Therefore, in the method of the present invention, it is sufficient if the microorganisms in the raw water come into contact with the electrode, the dielectric, the particles for forming the fixed bed, etc., to which a voltage is applied. It is not essential to cause a substantial electrolytic reaction accompanied by gas generation, but rather it is preferable to apply a low potential at which no substantial electrolytic reaction occurs to the electrode surface. This causes a chemical change due to gas generation to the raw water component when a substantial electrolytic reaction occurs, which may cause a complicated effect on the raw water and constantly maintain a constant processing performance. In addition, wasteful electric power is used for a gas generation reaction other than sterilization of microorganisms, which is uneconomical. In particular, at a potential where a large amount of oxygen gas or hydrogen gas is generated, an oxidation-reduction reaction may be caused by these gases, and the generated gas may cover the electrode surface and deteriorate the electrode performance. Therefore, in the electrochemical treatment of the present invention, the applied potential is set to +0.2 to +1.2 V (vs. S.
CE), the cathode potential is 0 to -1 without substantial hydrogen generation.
0 V (vs. SCE) .

[0011] By this electrochemical treatment, microorganisms in the raw water that easily cause contamination of the ion exchange resin are killed. Therefore, when the raw water subjected to the electrochemical treatment is supplied to an ion exchange resin tower or the like to produce deionized water, the microorganisms do not grow in the ion exchange resin layer and the ion exchange resin is not contaminated by the microorganisms for a long time. It is possible to produce high-purity deionized water over a wide range. Furthermore, raw water such as tap water contains calcium ions and magnesium ions in addition to the above-mentioned microorganisms. When the tap water is supplied to an ion exchange resin tower or the like as it is, the calcium ions and magnesium ions become loads on the ion exchange resin. However, when the raw water is electrochemically treated using the fixed-bed type three-dimensional electrode electrolytic cell, the raw water is precipitated as a hydroxide of calcium ions or magnesium ions on the cathode or the three-dimensional electrode of the electrolytic cell or, for example, electrolytically treated. Since it is collected from the raw water by being collected by a filter or the like installed at the liquid outlet of the tank, the ion load of the ion exchange resin can be reduced, and the processing capacity can be increased.

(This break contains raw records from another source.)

use axum::{
    Router,
    extract::{FromRef, Request},
    http::HeaderName,
    middleware::{self, Next},
    response::Response,
};
use utoipa::OpenApi;
use utoipa_swagger_ui::SwaggerUi;

use tower::ServiceBuilder;
use tower_http::{
    cors::{Any, CorsLayer},
    request_id::{MakeRequestUuid, PropagateRequestIdLayer, SetRequestIdLayer},
    trace::{DefaultOnResponse, TraceLayer},
};
use tracing::{Level, Span};

// --- Module Structure ---

pub mod article_service;
pub mod auth;
pub mod auth_service;
pub mod config;
pub mod error;
pub mod handlers;
pub mod in_memory;
pub mod models;
pub mod repository;
pub mod response;
pub mod validation;

pub mod routes;
use auth::AuthUser;
use routes::{authenticated, public};

// --- Public Re-exports ---

pub use config::AppConfig;
pub use error::ApiError;
pub use in_memory::InMemoryRepository;
pub use repository::{PostgresRepository, RepositoryState};
pub use response::{ApiResponse, ResponseStatus};

/// ApiDoc
///
/// OpenAPI document aggregated from the `#[utoipa::path]` handlers and the
/// `ToSchema` models. Served at `/api-docs/openapi.json`.
#[derive(OpenApi)]
#[openapi(
    paths(
        handlers::login, handlers::refresh, handlers::logout, handlers::current_user,
        handlers::list_articles, handlers::create_article, handlers::get_article,
        handlers::update_article, handlers::delete_article, handlers::list_trashed_articles,
        handlers::restore_article, handlers::force_delete_article, handlers::update_stock
    ),
    components(
        schemas(
            models::Article, models::ArticlePayload, models::User, models::LoginRequest,
            models::RefreshRequest, models::LoginResponse, models::RefreshResponse,
            models::TokenDescriptor, models::BatchReport, models::FailedUpdate,
            response::ResponseStatus,
        )
    ),
    tags(
        (name = "boutique", description = "Gestion de stock et authentification")
    )
)]
pub struct ApiDoc;

/// AppState
///
/// The single, cloneable container shared by every request: the store and the
/// immutable configuration. Services are built from it through `FromRef`.
#[derive(Clone)]
pub struct AppState {
    pub repo: RepositoryState,
    pub config: AppConfig,
}

impl FromRef<AppState> for RepositoryState {
    fn from_ref(app_state: &AppState) -> RepositoryState {
        app_state.repo.clone()
    }
}

impl FromRef<AppState> for AppConfig {
    fn from_ref(app_state: &AppState) -> AppConfig {
        app_state.config.clone()
    }
}

/// auth_middleware
///
/// Guards the authenticated routes. Extracting `AuthUser` rejects the request with a
/// 401 envelope before the handler runs when the bearer token is missing, invalid or
/// revoked.
async fn auth_middleware(_auth_user: AuthUser, request: Request, next: Next) -> Response {
    next.run(request).await
}

/// Header carrying the per-request correlation id, generated when absent.
const REQUEST_ID_HEADER: &str = "x-request-id";

/// create_router
///
/// Assembles the shop API:
/// - `/swagger-ui` and `/api-docs/openapi.json` (documentation);
/// - the public group (health, login, refresh);
/// - the bearer-protected group (logout, current user, `/v1/articles…`).
///
/// Every response, including 401 rejections from the auth layer, passes through the
/// correlation and tracing stack, so each log line of a request carries its id.
pub fn create_router(state: AppState) -> Router {
    // 1. Routes. Auth is a `route_layer`, so unknown paths still 404 instead of 401.
    let protected = authenticated::authenticated_routes().route_layer(
        middleware::from_fn_with_state(state.clone(), auth_middleware),
    );

    let routes = Router::new()
        .merge(SwaggerUi::new("/swagger-ui").url("/api-docs/openapi.json", ApiDoc::openapi()))
        .merge(public::public_routes())
        .merge(protected)
        .with_state(state);

    // 2. Correlation + tracing. Outermost first: the id is set before the span opens
    // and copied onto the response on the way out.
    let request_id = HeaderName::from_static(REQUEST_ID_HEADER);
    let observability = ServiceBuilder::new()
        .layer(SetRequestIdLayer::new(request_id.clone(), MakeRequestUuid))
        .layer(
            TraceLayer::new_for_http()
                .make_span_with(trace_span_logger)
                .on_response(
                    DefaultOnResponse::new()
                        .level(Level::INFO)
                        .latency_unit(tower_http::LatencyUnit::Millis),
                ),
        )
        .layer(PropagateRequestIdLayer::new(request_id));

    // 3. CORS: any origin, method and header.
    let cors = CorsLayer::new()
        .allow_methods(Any)
        .allow_origin(Any)
        .allow_headers(Any);

    routes.layer(observability).layer(cors)
}

/// trace_span_logger
///
/// Span factory for `TraceLayer`: one `http_request` span per request with the
/// method, the path and the correlation id (`unknown` if the header is unreadable).
fn trace_span_logger(request: &axum::http::Request<axum::body::Body>) -> Span {
    let request_id = request
        .headers()
        .get(REQUEST_ID_HEADER)
        .and_then(|value| value.to_str().ok())
        .unwrap_or("unknown");

    tracing::info_span!(
        "http_request",
        method = %request.method(),
        path = %request.uri().path(),
        req_id = %request_id,
    )
}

Regardless of the type of electrode used,
If there is a gap in the electrolytic cell through which the raw water to be treated flows so that the liquid can flow without coming into contact with the electrodes, dielectrics, or fine particles, the raw water treatment efficiency will decrease. It is desirable to arrange so as not to pass. Even if the anode chamber and the cathode chamber are formed by partitioning the inside of the electrolytic cell with a diaphragm, energization can be performed as it is without using a diaphragm, but without using a diaphragm and the distance between the electrodes or a dielectric material. In the case where the distance between the electrode and the dielectric or between the dielectrics is reduced, for example, a mesh spacer made of an organic polymer material or the like may be inserted between the electrodes or between the dielectrics as an electrically insulating spacer to prevent a short circuit. it can. When a diaphragm is used, it is desirable to use a porous material having an opening ratio of 10% or more and 95% or less, preferably 20% or more and 80% or less, so as not to hinder the movement of raw water flowing therethrough. Must have at least micropores having a pore size that allows the raw water to pass through.

The flow rate of the raw water supplied to the electrolytic cell may be determined so that the raw water can efficiently contact the surface of the electrode or the like. Because the contact with the dielectric and the particle surface is reduced,
It is preferable to form a turbulent state, and it is particularly preferable to form a turbulent flow having a Reynolds number of 500 or more. Further, it is desirable to install a filter at least before and after the electrolytic cell used in the present invention, particularly before the electrolytic cell to remove solid impurities from raw water before entering the electrolytic cell. In the electrolytic cell used in the method of the present invention, a leakage current occurs in the electrolytic cell, and the leakage current flows from the electrolytic cell through raw water to another member such as a pipe, and the pipe may be electrochemically corroded and eluted. Therefore, a member having higher conductivity than the raw water is installed so that one end thereof can be grounded, and the leakage current is provided on the back surface of the electrode where the positive and negative electrodes do not face each other and / or in the inlet / outlet pipe of the electrolytic bath. Can be shut off.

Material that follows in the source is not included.